## [The task]
In the records below, begin at the line that has "Result type alias." and stop after the line that has "pub fn execute(args: &CheckArgs)"; quote those lines verbatim and nothing more.

Segment Start: Dataset records

use super::utils::require_catalog;
use anyhow::{Context, Result};
use colored::Colorize;
use tunedeck_application::MusicClient;
use tunedeck_core::song::AudioFormat;

pub async fn download(client: &MusicClient, song_id: &str, format: AudioFormat) -> Result<()> {
    require_catalog(client).await?;
    let song = client
        .song(song_id)
        .with_context(|| format!("No song with id {} in your library", song_id))?;

    println!("Downloading {} as {}...", song.display_name().bold(), format);
    let path = client
        .download(song_id, format)
        .await
        .with_context(|| format!("Failed to download {}", song.title))?;

    println!("{} Saved {}", "✓".green(), path.display());
    Ok(())
}
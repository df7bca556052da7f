#![deny(missing_docs)]

//! # CLI Errors
//!
//! Error types for the CLI crate.

use botapi_core::AppError;
use derive_more::{Display, From};

/// Main error enum for CLI operations.
#[derive(Debug, Display, From)]
pub enum CliError {
    /// IO Error wrapper.
    #[display("IO Error: {}", _0)]
    Io(std::io::Error),

    /// Extraction, check or export failure.
    #[display("{}", _0)]
    Core(AppError),

    /// General failure message.
    #[display("Operation failed: {}", _0)]
    General(String),
}

/// Manual implementation of the standard Error trait.
///
/// `General(String)` holds a plain `String`, so `source()` cannot be derived.
impl std::error::Error for CliError {}

/// Result type alias.
pub type CliResult<T> = Result<T, CliError>;
#![deny(missing_docs)]

//! # Check Command
//!
//! Re-imports a JSON export and runs the consistency checks over it.

use crate::error::{CliError, CliResult};
use botapi_core::ApiSpec;
use botapi_spec::JsonSource;
use std::path::PathBuf;

/// Arguments for the check command.
#[derive(clap::Args, Debug, Clone)]
pub struct CheckArgs {
    /// Path to a `spec.json` produced by `generate`.
    #[clap(long, env = "BOTAPI_INPUT", default_value = "out/spec.json")]
    pub input: PathBuf,
}

/// Executes the check.
pub fn execute(args: &CheckArgs) -> CliResult<()> {
    println!("Checking {:?}...", args.input);

    let source = JsonSource::from_path(&args.input)?;
    let spec = ApiSpec::from_source(&source)?;

    if let Err(err) = spec.self_check() {
        println!("{}", err);
        return Err(CliError::General(format!(
            "{:?} is not a consistent spec",
            args.input
        )));
    }

    println!(
        "Bot API v{}: {} types, {} methods, no problems found.",
        spec.version(),
        spec.types().count(),
        spec.methods().count()
    );
    Ok(())
}
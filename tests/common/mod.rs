#![allow(dead_code)]

use botapi_core::{ApiSpec, DocumentSource, SourceConfig};

pub const SAMPLE_PAGE: &str = include_str!("../fixtures/bot_api_sample.html");

pub fn sample_spec() -> ApiSpec {
    let source = DocumentSource::from_html(SAMPLE_PAGE, SourceConfig::default()).unwrap();
    ApiSpec::from_source(&source).unwrap()
}
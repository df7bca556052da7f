//! # JSON Export
//!
//! Flat, name-keyed JSON view of a checked [`ApiSpec`]. The same structures
//! are read back by [`crate::from_json`].

use crate::output::{to_pretty_json, write_all, Target};
use botapi_core::{ApiSpec, AppResult, DataType, MethodEntity, TypeEntity};
use serde::{Deserialize, Serialize};
use std::collections::BTreeMap;
use std::path::{Path, PathBuf};

/// Root document.
#[derive(Debug, Clone, Default, PartialEq, Eq, Serialize, Deserialize)]
#[serde(rename_all = "camelCase")]
pub struct JsonData {
    pub version: String,
    pub release_date: String,
    pub link: String,
    pub types: BTreeMap<String, JsonType>,
    pub methods: BTreeMap<String, JsonMethod>,
}

#[derive(Debug, Clone, Default, PartialEq, Eq, Serialize, Deserialize)]
pub struct JsonType {
    pub category: String,
    pub name: String,
    pub link: String,
    pub description: String,
    #[serde(default, skip_serializing_if = "Option::is_none")]
    pub parent: Option<String>,
    #[serde(default, skip_serializing_if = "Vec::is_empty")]
    pub children: Vec<String>,
    #[serde(default, skip_serializing_if = "Vec::is_empty")]
    pub properties: Vec<JsonProperty>,
}

#[derive(Debug, Clone, Default, PartialEq, Eq, Serialize, Deserialize)]
pub struct JsonProperty {
    pub name: String,
    pub description: String,
    pub types: Vec<String>,
    pub optional: bool,
    #[serde(rename = "default", default, skip_serializing_if = "Option::is_none")]
    pub predefined_value: Option<String>,
}

#[derive(Debug, Clone, Default, PartialEq, Eq, Serialize, Deserialize)]
pub struct JsonMethod {
    pub category: String,
    pub name: String,
    pub link: String,
    pub description: String,
    #[serde(default, skip_serializing_if = "Vec::is_empty")]
    pub arguments: Vec<JsonArgument>,
    pub returns: Vec<String>,
}

#[derive(Debug, Clone, Default, PartialEq, Eq, Serialize, Deserialize)]
pub struct JsonArgument {
    pub name: String,
    pub description: String,
    pub required: bool,
    pub types: Vec<String>,
}

impl JsonData {
    /// Builds the export view. Fails when the spec does not pass its self check.
    pub fn from_spec(spec: &ApiSpec) -> AppResult<Self> {
        spec.self_check()?;

        Ok(Self {
            version: spec.version().to_string(),
            release_date: spec.release_date().to_string(),
            link: spec.link().to_string(),
            types: spec.types().map(|t| (t.name.clone(), json_type(t))).collect(),
            methods: spec.methods().map(|m| (m.name.clone(), json_method(m))).collect(),
        })
    }
}

fn definitions(data_types: &[DataType]) -> Vec<String> {
    let mut defs: Vec<String> = data_types
        .iter()
        .map(|dt| dt.definition().to_string())
        .collect();
    defs.sort();
    defs
}

fn json_type(entity: &TypeEntity) -> JsonType {
    let mut children = entity.children.clone();
    children.sort();

    let mut properties: Vec<JsonProperty> = entity
        .properties
        .iter()
        .map(|p| JsonProperty {
            name: p.name.clone(),
            description: p.description.clone(),
            types: definitions(&p.data_types),
            optional: p.optional,
            predefined_value: p.predefined_value.clone(),
        })
        .collect();
    properties.sort_by(|a, b| a.name.cmp(&b.name));

    JsonType {
        category: entity.category.clone(),
        name: entity.name.clone(),
        link: entity.link.clone(),
        description: entity.description.clone(),
        parent: entity.parent.clone(),
        children,
        properties,
    }
}

fn json_method(entity: &MethodEntity) -> JsonMethod {
    let mut arguments: Vec<JsonArgument> = entity
        .arguments
        .iter()
        .map(|a| JsonArgument {
            name: a.name.clone(),
            description: a.description.clone(),
            required: a.required,
            types: definitions(&a.data_types),
        })
        .collect();
    arguments.sort_by(|a, b| a.name.cmp(&b.name));

    JsonMethod {
        category: entity.category.clone(),
        name: entity.name.clone(),
        link: entity.link.clone(),
        description: entity.description.clone(),
        arguments,
        returns: definitions(&entity.returns),
    }
}

/// Writes `spec.json` and `spec.min.json` under `target` (or exactly
/// `target` when it names a `*.json` file).
pub fn export(spec: &ApiSpec, target: &Path) -> AppResult<Vec<PathBuf>> {
    let data = JsonData::from_spec(spec)?;

    let files = match Target::resolve(target, "spec") {
        Target::Exact(path) => vec![(path, to_pretty_json(&data)?)],
        Target::Family(base) => vec![
            (Target::with_suffix(&base, ".json"), to_pretty_json(&data)?),
            (Target::with_suffix(&base, ".min.json"), serde_json::to_vec(&data)?),
        ],
    };

    tracing::info!(types = data.types.len(), methods = data.methods.len(), "json export");
    write_all(files)
}
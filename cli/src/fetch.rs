#![deny(missing_docs)]

//! # Page Loading
//!
//! Reads the reference page from disk or, with the `client` feature, over HTTP.

use crate::error::{CliError, CliResult};
use botapi_core::SourceConfig;
use std::fs;

/// Loads the page named by `source`; the official page when absent.
pub fn load(source: Option<&str>, config: &SourceConfig) -> CliResult<String> {
    match source {
        None => download(&config.api_doc_url),
        Some(url) if is_remote(url) => download(url),
        Some(path) => {
            tracing::debug!(path, "reading reference page");
            Ok(fs::read_to_string(path)?)
        }
    }
}

fn is_remote(source: &str) -> bool {
    source.starts_with("http://") || source.starts_with("https://")
}

#[cfg(feature = "client")]
fn download(url: &str) -> CliResult<String> {
    tracing::info!(url, "downloading reference page");
    ureq::get(url)
        .call()
        .and_then(|mut response| response.body_mut().read_to_string())
        .map_err(|e| CliError::General(format!("failed to download {}: {}", url, e)))
}

#[cfg(not(feature = "client"))]
fn download(url: &str) -> CliResult<String> {
    Err(CliError::General(format!(
        "cannot download {}: built without the `client` feature",
        url
    )))
}

#[cfg(test)]
mod tests {
    use super::*;

    #[test]
    fn test_remote_detection() {
        assert!(is_remote("https://core.telegram.org/bots/api"));
        assert!(is_remote("http://localhost:8081/bots/api"));
        assert!(!is_remote("pages/api.html"));
    }

    #[test]
    fn test_load_local_file() {
        let dir = tempfile::tempdir().unwrap();
        let page = dir.path().join("api.html");
        fs::write(&page, "<div id=\"dev_page_content\"></div>").unwrap();

        let html = load(page.to_str(), &SourceConfig::default()).unwrap();
        assert!(html.contains("dev_page_content"));
    }

    #[test]
    fn test_missing_file_is_io_error() {
        let err = load(Some("does/not/exist.html"), &SourceConfig::default()).unwrap_err();
        assert!(matches!(err, CliError::Io(_)));
    }
}
#![deny(missing_docs)]

//! # HTML Adapter
//!
//! Reads the reference page with `scraper` and flattens the children of its
//! content container into [`Block`]s.

use crate::document::{Anchor, Block, HeadingLevel, Inline, RichText};
use crate::error::{AppError, AppResult};
use scraper::{ElementRef, Html, Node, Selector};
use std::sync::OnceLock;

fn selector(css: &str) -> AppResult<Selector> {
    Selector::parse(css)
        .map_err(|e| AppError::Extraction(format!("invalid selector '{}': {:?}", css, e)))
}

fn anchor_selector() -> &'static Selector {
    static ANCHOR: OnceLock<Selector> = OnceLock::new();
    ANCHOR.get_or_init(|| Selector::parse("a.anchor, a[name]").expect("Invalid selector"))
}

fn body_row_selector() -> &'static Selector {
    static BODY_ROWS: OnceLock<Selector> = OnceLock::new();
    BODY_ROWS.get_or_init(|| Selector::parse("tbody > tr").expect("Invalid selector"))
}

fn row_selector() -> &'static Selector {
    static ROWS: OnceLock<Selector> = OnceLock::new();
    ROWS.get_or_init(|| Selector::parse("tr").expect("Invalid selector"))
}

/// Splits the element matched by `container_selector` into blocks.
///
/// Only element children are kept; loose text between them is dropped.
pub fn parse_blocks(html: &str, container_selector: &str) -> AppResult<Vec<Block>> {
    let document = Html::parse_document(html);
    let container_sel = selector(container_selector)?;

    let container = document.select(&container_sel).next().ok_or_else(|| {
        AppError::Extraction(format!(
            "content container '{}' not found in document",
            container_selector
        ))
    })?;

    Ok(container
        .children()
        .filter_map(ElementRef::wrap)
        .map(to_block)
        .collect())
}

fn to_block(element: ElementRef<'_>) -> Block {
    match element.value().name() {
        "h3" => heading(element, HeadingLevel::Major),
        "h4" => heading(element, HeadingLevel::Minor),
        "p" => Block::Paragraph(rich_text(element)),
        "ul" | "ol" => Block::List(
            element
                .children()
                .filter_map(ElementRef::wrap)
                .filter(|child| child.value().name() == "li")
                .map(rich_text)
                .collect(),
        ),
        "table" => Block::Table(table_rows(element)),
        _ => Block::Other,
    }
}

fn heading(element: ElementRef<'_>, level: HeadingLevel) -> Block {
    // An anchor without a name counts as no anchor at all.
    let anchor = element.select(anchor_selector()).next().and_then(|a| {
        a.value().attr("name").map(|name| Anchor {
            name: name.to_string(),
            href: a.value().attr("href").unwrap_or_default().to_string(),
        })
    });

    Block::Heading {
        level,
        text: element.text().collect::<String>().trim().to_string(),
        anchor,
    }
}

fn table_rows(table: ElementRef<'_>) -> Vec<Vec<RichText>> {
    let mut rows: Vec<ElementRef<'_>> = table.select(body_row_selector()).collect();
    if rows.is_empty() {
        rows = table.select(row_selector()).collect();
    }

    rows.into_iter()
        .map(|row| {
            row.children()
                .filter_map(ElementRef::wrap)
                .filter(|cell| cell.value().name() == "td")
                .map(rich_text)
                .collect::<Vec<_>>()
        })
        // Header rows only hold `th` cells.
        .filter(|cells| !cells.is_empty())
        .collect()
}

fn rich_text(element: ElementRef<'_>) -> RichText {
    let mut inlines = Vec::new();
    collect_inline(element, &mut inlines);
    RichText(inlines)
}

fn collect_inline(element: ElementRef<'_>, out: &mut Vec<Inline>) {
    for child in element.children() {
        match child.value() {
            Node::Text(text) => {
                let text: &str = text;
                push_text(out, text);
            }
            Node::Element(tag) => {
                let Some(nested) = ElementRef::wrap(child) else {
                    continue;
                };
                match (tag.name(), tag.attr("href")) {
                    ("br", _) => push_text(out, "\n"),
                    ("a", Some(href)) => out.push(Inline::Link {
                        text: nested.text().collect(),
                        href: href.to_string(),
                    }),
                    ("em", _) | ("i", _) => out.push(Inline::Emphasis(nested.text().collect())),
                    _ => collect_inline(nested, out),
                }
            }
            _ => {}
        }
    }
}

fn push_text(out: &mut Vec<Inline>, text: &str) {
    if let Some(Inline::Text(last)) = out.last_mut() {
        last.push_str(text);
    } else {
        out.push(Inline::Text(text.to_string()));
    }
}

Segment End: Dataset records

## [Solution for this problem]
/// Result type alias.
pub type CliResult<T> = Result<T, CliError>;
#![deny(missing_docs)]

//! # Check Command
//!
//! Re-imports a JSON export and runs the consistency checks over it.

use crate::error::{CliError, CliResult};
use botapi_core::ApiSpec;
use botapi_spec::JsonSource;
use std::path::PathBuf;

/// Arguments for the check command.
#[derive(clap::Args, Debug, Clone)]
pub struct CheckArgs {
    /// Path to a `spec.json` produced by `generate`.
    #[clap(long, env = "BOTAPI_INPUT", default_value = "out/spec.json")]
    pub input: PathBuf,
}

/// Executes the check.
pub fn execute(args: &CheckArgs) -> CliResult<()> {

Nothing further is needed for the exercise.